The Richmond-Times Guardian was the local paper and the Nicholsons read it and took clippings from it. From what I can see, it was an insubstantial little paper, aimed at women folk, where the local storekeepers advertised their specials of the week and where THE TOWN posted notices.
Any articles inside were ‘filler’ between ads. Now most the other ads were for patent medicines, the subject of two of my recent blogs.
If the Nicholsons were always fretting over colds (and Edith takes a ‘nerve tonic’ in 1910, for she is sick and sick at heart after losing a beau) it may have been a community quirk, judging by the iffy tonics advertised in the Richmond-Times Guardian (many from Brockville, Ontario companies). Dr Williams Pink Pills, revivifying tonic, eat well, sleep well, 50 cents a box by mail;Baby’s Own tablets, this medicine cures all problems of babyhood, bowel, teething, etc.;Parmeli’s Vegetable Pills, a mild purgative. (Reminds me I need to take my super anti-oxident greens today!)and Father Morrisey’s Lung Tonic, Lydia Pinkham’s Vegetable tonic (which I have written about extensively) on and on and on and on.

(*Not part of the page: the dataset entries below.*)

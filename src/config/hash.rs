//! Declaration hashing for change detection.
//!
//! This module provides deterministic hashing of resource declarations to
//! detect changes between runs and enable idempotent re-application.

use sha2::{Digest, Sha256};

use super::spec::{DeployConfig, ResourceDecl};

/// Hasher for computing declaration snapshot hashes.
#[derive(Debug, Default)]
pub struct DeclHasher;

impl DeclHasher {
    /// Creates a new declaration hasher.
    #[must_use]
    pub const fn new() -> Self {
        Self
    }

    /// Computes a hash of the entire deployment unit.
    ///
    /// This hash changes when any declaration or parameter changes.
    #[must_use]
    pub fn hash_config(&self, config: &DeployConfig) -> String {
        let mut hasher = Sha256::new();

        hasher.update(config.project.name.as_bytes());
        hasher.update(config.project.environment.as_bytes());

        // Parameters participate: a changed parameter value must produce a
        // different unit hash even though declarations are untouched.
        for (key, value) in &config.parameters {
            hasher.update(key.as_bytes());
            hasher.update(value.to_string().as_bytes());
        }

        // Declarations hashed in name order, not file order.
        let mut decls: Vec<&ResourceDecl> = config.resources.iter().collect();
        decls.sort_by(|a, b| a.name.cmp(&b.name));
        for decl in decls {
            hasher.update(self.hash_decl(decl).as_bytes());
        }

        hex::encode(hasher.finalize())
    }

    /// Computes the snapshot hash for a single declaration.
    ///
    /// This is the value stored in state records and compared during
    /// planning. Property keys are already sorted by `serde_json::Map`, so
    /// serializing the map is deterministic.
    #[must_use]
    pub fn hash_decl(&self, decl: &ResourceDecl) -> String {
        let mut hasher = Sha256::new();

        hasher.update(decl.name.as_bytes());
        hasher.update(decl.kind.as_bytes());
        hasher.update(
            serde_json::Value::Object(decl.properties.clone())
                .to_string()
                .as_bytes(),
        );

        let mut deps = decl.depends_on.clone();
        deps.sort();
        for dep in deps {
            hasher.update(dep.as_bytes());
        }

        hex::encode(hasher.finalize())
    }

    /// Computes a short hash (first 8 characters) for display purposes.
    #[must_use]
    pub fn short_hash(&self, hash: &str) -> String {
        hash.chars().take(8).collect()
    }
}

#[cfg(test)]
mod tests {
    use super::*;

    fn decl(name: &str, image: &str) -> ResourceDecl {
        serde_json::from_value(serde_json::json!({
            "name": name,
            "kind": "compute-service",
            "properties": { "image": image, "cpu": 1024 },
        }))
        .expect("should deserialize")
    }

    #[test]
    fn test_decl_hash_deterministic() {
        let hasher = DeclHasher::new();
        let d = decl("svc", "n8nio/n8n:latest");
        assert_eq!(hasher.hash_decl(&d), hasher.hash_decl(&d));
    }

    #[test]
    fn test_property_change_changes_hash() {
        let hasher = DeclHasher::new();
        let before = decl("svc", "n8nio/n8n:1.0");
        let after = decl("svc", "n8nio/n8n:1.1");
        assert_ne!(hasher.hash_decl(&before), hasher.hash_decl(&after));
    }

    #[test]
    fn test_different_names_different_hash() {
        let hasher = DeclHasher::new();
        assert_ne!(
            hasher.hash_decl(&decl("svc-a", "img")),
            hasher.hash_decl(&decl("svc-b", "img"))
        );
    }

    #[test]
    fn test_depends_on_order_irrelevant() {
        let hasher = DeclHasher::new();
        let mut a = decl("svc", "img");
        a.depends_on = vec![String::from("db"), String::from("vpc")];
        let mut b = decl("svc", "img");
        b.depends_on = vec![String::from("vpc"), String::from("db")];
        assert_eq!(hasher.hash_decl(&a), hasher.hash_decl(&b));
    }

    #[test]
    fn test_short_hash() {
        let hasher = DeclHasher::new();
        assert_eq!(hasher.short_hash("abcdef1234567890"), "abcdef12");
    }
}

Other ads, well Daimler Auto took out one huge ad. But there was a notice in the social notes that Mr. Crombie had recently purchased an automobile and would be taking possession of it soon. Crombie was a wealthy Richmond merchant. The Nicholsons owed their mortgage on Tighsolas to him. In 1910 Richmond, as in other towns across North American, the wealthier men were all buying cars.
And of special interest to me, for my book, well, it seems that Mr. Wales (the first ‘tycoon’ to own a car in Richmond, was the one who sold material in the town. (So I have to change that in my book.) And there was another milliner in town Miss V. Goyette.